GPT-3, the large neural network created with extensive training using huge data sets, provides a variety of benefits to cybersecurity applications, including natural language-based threat hunting, easier categorization of unwanted content, and clearer explanations of complex or obfuscated malware , according to research to be presented at the Black Hat USA conference next week.
Using the third version of the Generative Pre-trained Transformer — better known as GPT-3 — two researchers at cybersecurity company Sophos found that the technology could convert natural language queries, such as “show me all the word processing software that makes outbound connections to servers in South Asia” in requests to a Security Information and Event Management System (SIEM). GPT-3 is also very good at taking a small number of examples of website rankings and then using them to categorize other sites, find matches between criminal sites or between exploit forums.
Both uses of GPT-3 could save companies and cybersecurity analysts a lot of time, said Joshua Saxe, one of the two authors of the Black Hat study and chief scientist for artificial intelligence at Sophos.
“We’re not using GPT-3 in production right now, but I see GPT-3 and big deep learning models — the ones you can’t build on base hardware — I see those models as important for strategic cyber defense,” he says. . “We get much better – dramatically better – results with a GPT-3-based approach than we would get with traditional approaches with smaller models.”

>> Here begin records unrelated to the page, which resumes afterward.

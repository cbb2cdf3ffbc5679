//! Price-Sweep main entry point
//!
//! This is the command-line interface for the Price-Sweep retailer tracker.

use anyhow::{bail, Context};
use chrono::{NaiveDate, Utc};
use clap::Parser;
use price_sweep::adapter::{SelectorAdapter, SiteAdapter};
use price_sweep::config::{load_config_with_hash, Config, RetailerConfig};
use price_sweep::output::{export_observations, export_path, load_statistics, print_statistics};
use price_sweep::runner::{build_http_client, run_retailer};
use price_sweep::sink::Database;
use price_sweep::source::{load_items, SourceColumns};
use price_sweep::{OutcomeKind, SweepError};
use std::path::{Path, PathBuf};
use tracing_subscriber::EnvFilter;

/// Price-Sweep: batched retailer price and stock tracking
///
/// Price-Sweep reads identifier lists, fetches each product page with a bounded retry budget,
/// extracts title, price and stock state, and persists results in fixed-size batches.
#[derive(Parser, Debug)]
#[command(name = "price-sweep")]
#[command(version = "1.0.0")]
#[command(about = "Batched retailer price and stock tracking", long_about = None)]
struct Cli {
    /// Path to TOML configuration file
    #[arg(value_name = "CONFIG")]
    config: PathBuf,

    /// Only run these retailers (repeatable); all configured retailers by default
    #[arg(short, long = "retailer", value_name = "NAME")]
    retailers: Vec<String>,

    /// Process only the first N identifiers of each retailer
    #[arg(long, value_name = "N")]
    limit: Option<usize>,

    /// Increase logging verbosity (-v, -vv, -vvv)
    #[arg(short, long, action = clap::ArgAction::Count)]
    verbose: u8,

    /// Suppress non-error output
    #[arg(short, long, conflicts_with = "verbose")]
    quiet: bool,

    /// Validate config and show what would be fetched without fetching
    #[arg(long, conflicts_with_all = ["stats", "export"])]
    dry_run: bool,

    /// Show statistics from the database and exit
    #[arg(long, conflicts_with_all = ["dry_run", "export"])]
    stats: bool,

    /// Export observations recorded on DATE (YYYY-MM-DD) to CSV and exit
    #[arg(long, value_name = "DATE", conflicts_with_all = ["dry_run", "stats"])]
    export: Option<NaiveDate>,
}

#[tokio::main]
async fn main() -> anyhow::Result<()> {
    let cli = Cli::parse();

    // Setup logging based on verbosity
    setup_logging(cli.verbose, cli.quiet);

    // Load and validate configuration
    tracing::info!("Loading configuration from: {}", cli.config.display());
    let (config, config_hash) = load_config_with_hash(&cli.config)
        .with_context(|| format!("Failed to load configuration from {}", cli.config.display()))?;
    tracing::info!("Configuration loaded successfully (hash: {})", config_hash);

    let retailers = select_retailers(&config, &cli.retailers)?;

    // Handle different modes
    if cli.dry_run {
        handle_dry_run(&config, &retailers, cli.limit)
    } else if cli.stats {
        handle_stats(&config)
    } else if let Some(date) = cli.export {
        handle_export(&config, &cli.retailers, date)
    } else {
        handle_run(&config, &config_hash, &retailers, cli.limit).await
    }
}

/// Sets up the logging/tracing subscriber based on verbosity level
fn setup_logging(verbose: u8, quiet: bool) {
    let filter = if quiet {
        // Only show errors
        EnvFilter::new("error")
    } else {
        match verbose {
            0 => EnvFilter::new("price_sweep=info,warn"),
            1 => EnvFilter::new("price_sweep=debug,info"),
            2 => EnvFilter::new("price_sweep=trace,debug"),
            _ => EnvFilter::new("trace"),
        }
    };

    tracing_subscriber::fmt()
        .with_env_filter(filter)
        .with_target(false)
        .with_thread_ids(false)
        .with_file(false)
        .init();
}

/// Resolves `--retailer` names against the config, keeping config order
fn select_retailers<'a>(config: &'a Config, names: &[String]) -> anyhow::Result<Vec<&'a RetailerConfig>> {
    for name in names {
        if config.retailer(name).is_none() {
            return Err(SweepError::UnknownRetailer(name.clone()).into());
        }
    }

    Ok(config
        .retailers
        .iter()
        .filter(|r| names.is_empty() || names.contains(&r.name))
        .collect())
}

fn open_database(config: &Config) -> anyhow::Result<Database> {
    let Some(path) = &config.output.database_path else {
        bail!("No database-path configured in [output]");
    };
    println!("Database: {}\n", path);
    Database::open(Path::new(path)).with_context(|| format!("Failed to open database {}", path))
}

/// Handles the --dry-run mode: validates config and shows what would be fetched
fn handle_dry_run(
    config: &Config,
    retailers: &[&RetailerConfig],
    limit: Option<usize>,
) -> anyhow::Result<()> {
    println!("=== Price-Sweep Dry Run ===\n");

    println!("Runner Configuration:");
    println!("  Batch size: {}", config.runner.batch_size);
    println!("  Max attempts: {}", config.runner.max_attempts);
    println!("  Retry delay: {}ms", config.runner.retry_delay_ms);
    println!("  Request timeout: {}ms", config.runner.request_timeout_ms);
    println!(
        "  Batch retry pass: {}",
        if config.runner.batch_retry_pass {
            format!("on ({}ms delay)", config.runner.batch_retry_delay_ms)
        } else {
            "off".to_string()
        }
    );

    println!("\nUser Agent: {}", config.user_agent.header_value());

    println!("\nOutput:");
    println!(
        "  Database: {}",
        config.output.database_path.as_deref().unwrap_or("(none)")
    );
    println!(
        "  CSV directory: {}",
        config.output.csv_dir.as_deref().unwrap_or("(none)")
    );

    let mut failed = 0;
    println!("\nRetailers ({}):", retailers.len());
    for retailer in retailers {
        let adapter = SelectorAdapter::from_retailer(retailer)?;
        match load_items(
            Path::new(&retailer.input),
            &SourceColumns::from_retailer(retailer),
        ) {
            Ok(mut items) => {
                if let Some(limit) = limit {
                    items.truncate(limit);
                }
                let targets: Vec<_> = items
                    .iter()
                    .filter_map(|item| adapter.build_target(item))
                    .collect();
                println!(
                    "  - {}: {} identifiers, {} with a target, {} missing",
                    retailer.name,
                    items.len(),
                    targets.len(),
                    items.len() - targets.len()
                );
                for url in targets.iter().take(3) {
                    println!("    * {}", url);
                }
            }
            Err(e) => {
                failed += 1;
                println!("  - {}: cannot load {}: {}", retailer.name, retailer.input, e);
            }
        }
    }

    if failed > 0 {
        bail!("{} identifier source(s) could not be loaded", failed);
    }

    println!("\n✓ Configuration is valid");
    Ok(())
}

/// Handles the --stats mode: shows statistics from the database
fn handle_stats(config: &Config) -> anyhow::Result<()> {
    let db = open_database(config)?;
    let stats = load_statistics(&db)?;
    print_statistics(&stats);
    Ok(())
}

/// Handles the --export mode: writes one day's observations to CSV
fn handle_export(config: &Config, retailers: &[String], date: NaiveDate) -> anyhow::Result<()> {
    let db = open_database(config)?;
    let dir = config.output.csv_dir.as_deref().unwrap_or(".");
    std::fs::create_dir_all(dir).with_context(|| format!("Failed to create {}", dir))?;
    let path = export_path(Path::new(dir), date);

    let written = export_observations(&db, date, retailers, &path)?;
    if written == 0 {
        println!("No observations found for {}", date);
    } else {
        println!("✓ Exported {} observations to: {}", written, path.display());
    }
    Ok(())
}

/// Handles the main run: every selected retailer once, one after another
async fn handle_run(
    config: &Config,
    config_hash: &str,
    retailers: &[&RetailerConfig],
    limit: Option<usize>,
) -> anyhow::Result<()> {
    let client = build_http_client(&config.user_agent, &config.runner)
        .context("Failed to build HTTP client")?;

    tracing::info!(
        "Starting sweep of {} retailer(s) at {}",
        retailers.len(),
        Utc::now().to_rfc3339()
    );

    let mut failed = Vec::new();
    for retailer in retailers {
        match run_retailer(config, config_hash, retailer, &client, limit).await {
            Ok(summary) => {
                let state = &summary.state;
                tracing::info!(
                    "[{}] {} success, {} not found, {} failed, {} missing target",
                    retailer.name,
                    state.count(OutcomeKind::Success),
                    state.count(OutcomeKind::NotFound),
                    state.count(OutcomeKind::TransientFailure),
                    state.count(OutcomeKind::MissingTarget)
                );
            }
            Err(e) => {
                tracing::error!("[{}] Run failed: {}", retailer.name, e);
                failed.push(retailer.name.as_str());
            }
        }
    }

    if !failed.is_empty() {
        bail!("{} retailer run(s) failed: {}", failed.len(), failed.join(", "));
    }

    tracing::info!("Sweep completed successfully");
    Ok(())
}
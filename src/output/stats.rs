//! Statistics generation from the observations database
//!
//! This module reports the latest run of every retailer with its outcome counts.

use crate::sink::{Database, RunRecord, RunStatus, SinkResult};
use crate::state::OutcomeKind;
use std::collections::BTreeMap;

/// Outcome counts for one retailer's latest run
#[derive(Debug, Clone)]
pub struct RetailerStatistics {
    pub run: RunRecord,

    /// Observation counts by outcome kind
    pub counts: BTreeMap<OutcomeKind, u64>,
}

impl RetailerStatistics {
    pub fn count(&self, kind: OutcomeKind) -> u64 {
        self.counts.get(&kind).copied().unwrap_or(0)
    }

    pub fn total(&self) -> u64 {
        self.counts.values().sum()
    }

    /// Share of observations that produced a product page, in percent
    pub fn success_rate(&self) -> f64 {
        let total = self.total();
        if total == 0 {
            0.0
        } else {
            self.count(OutcomeKind::Success) as f64 / total as f64 * 100.0
        }
    }
}

/// Loads statistics for the latest run of every retailer
pub fn load_statistics(db: &Database) -> SinkResult<Vec<RetailerStatistics>> {
    db.latest_runs()?
        .into_iter()
        .map(|run| {
            let counts = db.outcome_counts(run.id)?;
            Ok(RetailerStatistics { run, counts })
        })
        .collect()
}

/// Prints statistics to stdout in a formatted manner
pub fn print_statistics(stats: &[RetailerStatistics]) {
    println!("=== Price-Sweep Statistics ===\n");

    if stats.is_empty() {
        println!("No runs recorded yet.");
        return;
    }

    for entry in stats {
        let status = match entry.run.status {
            RunStatus::Completed => "completed",
            RunStatus::Running => "running or interrupted",
        };
        println!("{} (run {}, {})", entry.run.retailer, entry.run.id, status);
        println!("  Started: {}", entry.run.started_at);
        if let Some(finished) = &entry.run.finished_at {
            println!("  Finished: {}", finished);
        }
        for kind in OutcomeKind::ALL {
            println!("  {}: {}", kind, entry.count(kind));
        }
        println!(
            "  Success Rate: {:.1}% ({} / {} identifiers)",
            entry.success_rate(),
            entry.count(OutcomeKind::Success),
            entry.total()
        );
        println!();
    }
}

#[cfg(test)]
mod tests {
    use super::*;
    use crate::source::Metadata;
    use crate::state::{FetchOutcome, OutcomeRecord, StockState};
    use chrono::Utc;

    fn record(id: &str, outcome: FetchOutcome) -> OutcomeRecord {
        OutcomeRecord {
            identifier: id.to_string(),
            target: None,
            metadata: Metadata::new(),
            outcome,
            attempts: 1,
        }
    }

    #[test]
    fn test_load_statistics_uses_latest_run() {
        let mut db = Database::open_in_memory().unwrap();
        let old = db.create_run("acme", "h").unwrap();
        db.upsert_observations(old, "acme", &[record("A", FetchOutcome::NotFound)], Utc::now())
            .unwrap();

        let new = db.create_run("acme", "h").unwrap();
        db.upsert_observations(
            new,
            "acme",
            &[
                record(
                    "A",
                    FetchOutcome::Success {
                        title: None,
                        price: None,
                        stock: StockState::InStock,
                    },
                ),
                record("B", FetchOutcome::MissingTarget),
            ],
            Utc::now(),
        )
        .unwrap();

        let stats = load_statistics(&db).unwrap();
        assert_eq!(stats.len(), 1);
        assert_eq!(stats[0].run.id, new);
        assert_eq!(stats[0].total(), 2);
        assert_eq!(stats[0].count(OutcomeKind::NotFound), 0);
        assert!((stats[0].success_rate() - 50.0).abs() < f64::EPSILON);
    }

    #[test]
    fn test_empty_database() {
        let db = Database::open_in_memory().unwrap();
        assert!(load_statistics(&db).unwrap().is_empty());
    }
}
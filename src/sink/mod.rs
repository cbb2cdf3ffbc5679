//! Sink module for persisting outcomes
//!
//! This module handles every destination a batch can be written to:
//! - Append-only CSV files, one per retailer
//! - A SQLite database with run tracking and per-run observation upserts
//! - A fan-out sink that writes to several of the above

mod csv_sink;
mod fan_out;
mod schema;
mod sqlite;
mod traits;

pub use csv_sink::{header, outcome_cells, stock_label, CsvSink, NOT_FOUND, NO_TARGET, UNSUCCESSFUL};
pub use fan_out::FanOutSink;
pub use sqlite::{parse_price, Database, SqliteSink};
pub use traits::{Sink, SinkError, SinkResult};

use crate::state::OutcomeKind;

/// Represents a retailer run
#[derive(Debug, Clone)]
pub struct RunRecord {
    pub id: i64,
    pub retailer: String,
    pub started_at: String,
    pub finished_at: Option<String>,
    pub config_hash: String,
    pub status: RunStatus,
}

/// Represents one stored observation
#[derive(Debug, Clone)]
pub struct ObservationRecord {
    pub run_id: i64,
    pub retailer: String,
    pub identifier: String,
    pub observed_at: String,
    pub target: Option<String>,
    pub title: Option<String>,
    pub price_text: Option<String>,
    pub price: Option<f64>,
    pub in_stock: Option<bool>,
    pub outcome: OutcomeKind,
    pub last_error: Option<String>,
    pub attempts: u32,

    /// Passthrough metadata as a JSON object
    pub metadata: String,
}

/// Status of a run
#[derive(Debug, Clone, Copy, PartialEq, Eq)]
pub enum RunStatus {
    Running,
    Completed,
}

impl RunStatus {
    pub fn to_db_string(&self) -> &'static str {
        match self {
            Self::Running => "running",
            Self::Completed => "completed",
        }
    }

    pub fn from_db_string(s: &str) -> Option<Self> {
        match s {
            "running" => Some(Self::Running),
            "completed" => Some(Self::Completed),
            _ => None,
        }
    }
}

The study is the latest application of GPT-3 to demonstrate the model’s surprising effectiveness in translating natural language queries into machine commands, program code, and images. For example, the creator of GPT-3, OpenAI, has teamed up with GitHub to create an automated pair programming system, Copilot, that can generate code based on natural language comments and simple function names.
GPT-3 is a generative neural network that leverages the ability of deep learning algorithms to recognize patterns to feed results back to a second neural network that creates content. For example, a machine learning image recognition system could rank results from a second neural network used to convert text into original art. By making the feedback loop automatic, the machine learning model can quickly create new artificial intelligence systems, such as the art-producing DALL-E.
The technology is so effective that an AI researcher at Google claimed that one implementation of a large-language chatbot model has become sensitive.
While the nuanced understanding of the GPT-3 model surprised Sophos researchers, they are much more focused on the technology’s utility in facilitating the work of cybersecurity analysts and malware researchers. In their upcoming presentation at Black Hat, Saxe and fellow Sophos research Younghoo Lee will show how the largest neural networks can yield useful and surprising results.
In addition to creating searches to detect threats and classify websites, the Sophos researchers used generative training to improve the performance of the GPT-3 model for specific cybersecurity tasks. For example, the researchers took an obfuscated and complicated PowerShell script, translated it with GPT-3 with different parameters, and compared its functionality with the original script. The configuration that translates the original script closest to the original is considered the best solution and is then used for further training.
“GPT-3 does about as well as the traditional models, but with a small handful of training examples,” says Saxe.
Companies have invested in artificial intelligence and machine learning as essential to improve technology efficiency, with “AI/ML” becoming an indispensable term in product marketing.
But ways to exploit AI/ML models have jumped from whiteboard theory to practical attacks. Government contractor MITER and a group of tech companies have created an encyclopedia of hostile attacks on artificial intelligence systems. Known as the Adversarial Threat Landscape for Artificial-Intelligence Systems, or ATLAS, the classification of techniques includes misusing real-time learning to poison training data, such as what happened to Microsoft’s Tay chatbot, to evading the capabilities of the machine learning model, like what researchers did with Cylance’s malware detection engine.
Ultimately, artificial intelligence probably has more to offer defenders than attackers, Saxe says. But while the technology is worth using, it won’t drastically change the balance between attackers and defenders, he says.
“The overall aim of the conversation is to convince people that these big language models are not just hype, they are real, and we need to find where they fit in our cybersecurity toolbox,” says Saxe.